Tuesday, 5 May 2009

Unity under threat in Yemen

By Nasser Arrabyee
Gulf News

Sana'a: Southern Yemen has been engulfed in violence since late last month. Restless groups from the south want to secede from the north because they are being politically "marginalised" by the central government in the north which united with the south in 1990.

The disgruntled groups say the unity is no longer peaceful since the civil war of 1994 when the first separation attempt ended in failure.

Rebellious groups marked April 27 as a day of "declaring war against the south". They pointed to a speech delivered by President Ali Abdullah Saleh on April 27, 1994, after which war broke out.
Two days before the groups' celebrations, which turned violent with riots breaking out in at least four provinces, in which dozens of people were killed or injured, President Saleh warned of a new a civil war if calls for separation continued.

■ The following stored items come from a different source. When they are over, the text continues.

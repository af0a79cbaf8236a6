//! Pending layout closes, replayed one per scan call.
//!
//! A single line can close several sections at once, but the host accepts
//! one token per call. The layout engine pushes every close it discovers,
//! in pop order, then [`seals`](Runback::seal) the queue. Replay pops from
//! the back of the storage, so the first tag discovered is the first tag
//! replayed.
//!
//! The storage order is also the serialized order: the last stored tag is
//! the next one to replay.

use smallvec::SmallVec;

use crate::token_kind::{TokenKind, ValidSymbols};

/// A queued layout close.
#[derive(Copy, Clone, Debug, PartialEq, Eq, Hash)]
#[repr(u8)]
pub enum RunbackTag {
    EndDecl = 0,
    EndSection = 1,
}

impl RunbackTag {
    /// The token this tag replays as.
    #[inline]
    pub const fn token_kind(self) -> TokenKind {
        match self {
            RunbackTag::EndDecl => TokenKind::EndDecl,
            RunbackTag::EndSection => TokenKind::EndSection,
        }
    }

    /// Serialized byte.
    #[inline]
    pub const fn to_byte(self) -> u8 {
        self as u8
    }

    /// Parse a serialized byte.
    pub const fn from_byte(byte: u8) -> Option<RunbackTag> {
        match byte {
            0 => Some(RunbackTag::EndDecl),
            1 => Some(RunbackTag::EndSection),
            _ => None,
        }
    }
}

/// Queue of layout closes awaiting replay.
#[derive(Clone, Debug, Default, PartialEq, Eq)]
pub struct Runback {
    tags: SmallVec<[RunbackTag; 8]>,
}

impl Runback {
    /// Number of queued tags.
    #[inline]
    pub fn len(&self) -> usize {
        self.tags.len()
    }

    #[inline]
    pub fn is_empty(&self) -> bool {
        self.tags.is_empty()
    }

    /// The tag the next replay would produce.
    #[inline]
    pub fn peek(&self) -> Option<RunbackTag> {
        self.tags.last().copied()
    }

    /// Tags in storage order (next replay last).
    pub fn as_slice(&self) -> &[RunbackTag] {
        &self.tags
    }

    pub(crate) fn push(&mut self, tag: RunbackTag) {
        self.tags.push(tag);
    }

    /// Flip collection order into replay order.
    pub(crate) fn seal(&mut self) {
        self.tags.reverse();
    }

    pub(crate) fn clear(&mut self) {
        self.tags.clear();
    }

    /// Pop the next tag if the host accepts its token kind.
    ///
    /// Leaves the queue untouched when the next tag is not acceptable.
    pub(crate) fn take_acceptable(&mut self, valid: ValidSymbols) -> Option<TokenKind> {
        let kind = self.peek()?.token_kind();
        if !valid.accepts(kind) {
            return None;
        }
        self.tags.pop();
        Some(kind)
    }
}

"Yemen, Allah forbid, will not divide into two, south and north, but into villages and small states, and people will be fighting with each other from door to door and from window to window," Saleh said at a big rally in Sana'a on April 27 which brought together all the State's officials, and military and security commanders, notably from the south.

The marginalisation felt by the southern groups has been expressed in two major issues since early 2006.

The retirement or exclusion of thousands of military, security, and civil officials from their employments after the war of 1994. The second is the issue of lands in the south which were plundered by corrupt, influential officials after the war.

President Saleh and other officials admitted to some mistakes especially on these two issues, but they continue to say all wrongs must be corrected in the framework of unity.

In 2007, Saleh formed special committees to find facts about the two issues. The committees recommended that Saleh should get rid of 15 senior officials who were responsible for those wrongs of the two major issues, if he wants to preserve the unity.

However, none of those 15 official included in the presidential committee's report was held accountable until now. Tareq Al Fadhli, a southern prominent tribal shaikh in Abyan, joined the groups of south movement only last month after he served as one of the President's advisors since 1994.

Al Fadhli in his home town Zunjubar, Abyan, sponsored on April 27, 2009, a big rally in which he called for unity of the south to "drive away the northern occupation and have the southern independence."

The state was "the biggest plunderer of the lands in the south", said Al Fadhli, a former Jihadist in Afghanistan.

Mohammad Al Dahri, politics professor at Sana'a University, said what's going on in Yemen now is a crisis of partnership, a national integration crisis, and economic and legislation crisis.

The separation calls also receive political and media support mainly from the socialist leaders who have been living in the Gulf countries since after the civil war of 1994.

The government said it had requested Saudi Arabia and Oman to hand over those leaders who are politically supporting the south movement.